* WHAT TO WORK ON *
All of the records below should be output exactly.

* DATA SHOWN *
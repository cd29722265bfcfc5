//! Pay-to-pubkey (P2PK) script template.
//!
//! Creates Schnorr pay-to-pubkey locking scripts (`OP_DATA_32 <key>
//! OP_CHECKSIG`) and signature scripts (`OP_DATA_65 <sig> <sighash type>`).

use kas_primitives::ec::Signature;
use kas_script::opcodes::OP_DATA_65;
use kas_script::{Address, ScriptError, ScriptPublicKey, Version};

use crate::sighash::{SighashCache, SIG_HASH_ALL};
use crate::signing::SigningContext;
use crate::template::UnlockingScriptTemplate;
use crate::transaction::Transaction;
use crate::utxo::UtxoEntry;
use crate::TransactionError;

/// Length of a P2PK signature script: push byte, 64-byte signature, sighash type.
pub const SIGNATURE_SCRIPT_LEN: usize = 66;

/// Create a P2PK locking script from a pay-to-pubkey address.
///
/// # Returns
/// The 34-byte locking script, or an error if the address is not version 0.
pub fn lock(address: &Address) -> Result<ScriptPublicKey, TransactionError> {
    match address.version {
        Version::PubKey => Ok(ScriptPublicKey::pay_to_pub_key(&address.payload)),
        other => Err(ScriptError::UnsupportedAddressVersion(other as u8).into()),
    }
}

/// Serialize a signature script: `0x41 || signature || 0x01`.
pub fn signature_script(signature: &Signature) -> Vec<u8> {
    let mut script = Vec::with_capacity(SIGNATURE_SCRIPT_LEN);
    script.push(OP_DATA_65);
    script.extend_from_slice(signature.as_bytes());
    script.push(SIG_HASH_ALL);
    script
}

/// Create a P2PK unlocker that signs with `context`.
pub fn unlock(context: &SigningContext) -> P2PK<'_> {
    P2PK { context }
}

/// P2PK signing template borrowing a signing context.
pub struct P2PK<'a> {
    context: &'a SigningContext,
}

impl UnlockingScriptTemplate for P2PK<'_> {
    /// Sign the specified input and produce its signature script.
    fn sign(
        &self,
        tx: &Transaction,
        entries: &[UtxoEntry],
        input_index: usize,
        cache: &SighashCache,
    ) -> Result<Vec<u8>, TransactionError> {
        let digest = self.context.signature_hash(tx, entries, input_index, cache)?;
        let signature = self.context.sign_digest(&digest)?;
        if !self.context.public_key().verify(&digest, &signature) {
            return Err(TransactionError::Signing(format!(
                "signature for input {} failed verification",
                input_index
            )));
        }
        Ok(signature_script(&signature))
    }

    fn estimate_length(&self) -> usize {
        SIGNATURE_SCRIPT_LEN
    }
}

* ANSWER AREA *
repository cd29722265bfcfc5
//! Pay-to-pubkey (P2PK) script template.
//!
//! Creates Schnorr pay-to-pubkey locking scripts (`OP_DATA_32 <key>
//! OP_CHECKSIG`) and signature scripts (`OP_DATA_65 <sig> <sighash type>`).

use kas_primitives::ec::Signature;
use kas_script::opcodes::OP_DATA_65;
use kas_script::{Address, ScriptError, ScriptPublicKey, Version};

use crate::sighash::{SighashCache, SIG_HASH_ALL};
use crate::signing::SigningContext;
use crate::template::UnlockingScriptTemplate;
use crate::transaction::Transaction;
use crate::utxo::UtxoEntry;
use crate::TransactionError;

/// Length of a P2PK signature script: push byte, 64-byte signature, sighash type.
pub const SIGNATURE_SCRIPT_LEN: usize = 66;

/// Create a P2PK locking script from a pay-to-pubkey address.
///
/// # Returns
/// The 34-byte locking script, or an error if the address is not version 0.
pub fn lock(address: &Address) -> Result<ScriptPublicKey, TransactionError> {
    match address.version {
        Version::PubKey => Ok(ScriptPublicKey::pay_to_pub_key(&address.payload)),
        other => Err(ScriptError::UnsupportedAddressVersion(other as u8).into()),
    }
}

/// Serialize a signature script: `0x41 || signature || 0x01`.
pub fn signature_script(signature: &Signature) -> Vec<u8> {
    let mut script = Vec::with_capacity(SIGNATURE_SCRIPT_LEN);
    script.push(OP_DATA_65);
    script.extend_from_slice(signature.as_bytes());
    script.push(SIG_HASH_ALL);
    script
}

/// Create a P2PK unlocker that signs with `context`.
pub fn unlock(context: &SigningContext) -> P2PK<'_> {
    P2PK { context }
}

/// P2PK signing template borrowing a signing context.
pub struct P2PK<'a> {
    context: &'a SigningContext,
}

impl UnlockingScriptTemplate for P2PK<'_> {
    /// Sign the specified input and produce its signature script.
    fn sign(
        &self,
        tx: &Transaction,
        entries: &[UtxoEntry],
        input_index: usize,
        cache: &SighashCache,
    ) -> Result<Vec<u8>, TransactionError> {
        let digest = self.context.signature_hash(tx, entries, input_index, cache)?;
        let signature = self.context.sign_digest(&digest)?;
        if !self.context.public_key().verify(&digest, &signature) {
            return Err(TransactionError::Signing(format!(
                "signature for input {} failed verification",
                input_index
            )));
        }
        Ok(signature_script(&signature))
    }

    fn estimate_length(&self) -> usize {
        SIGNATURE_SCRIPT_LEN
    }
}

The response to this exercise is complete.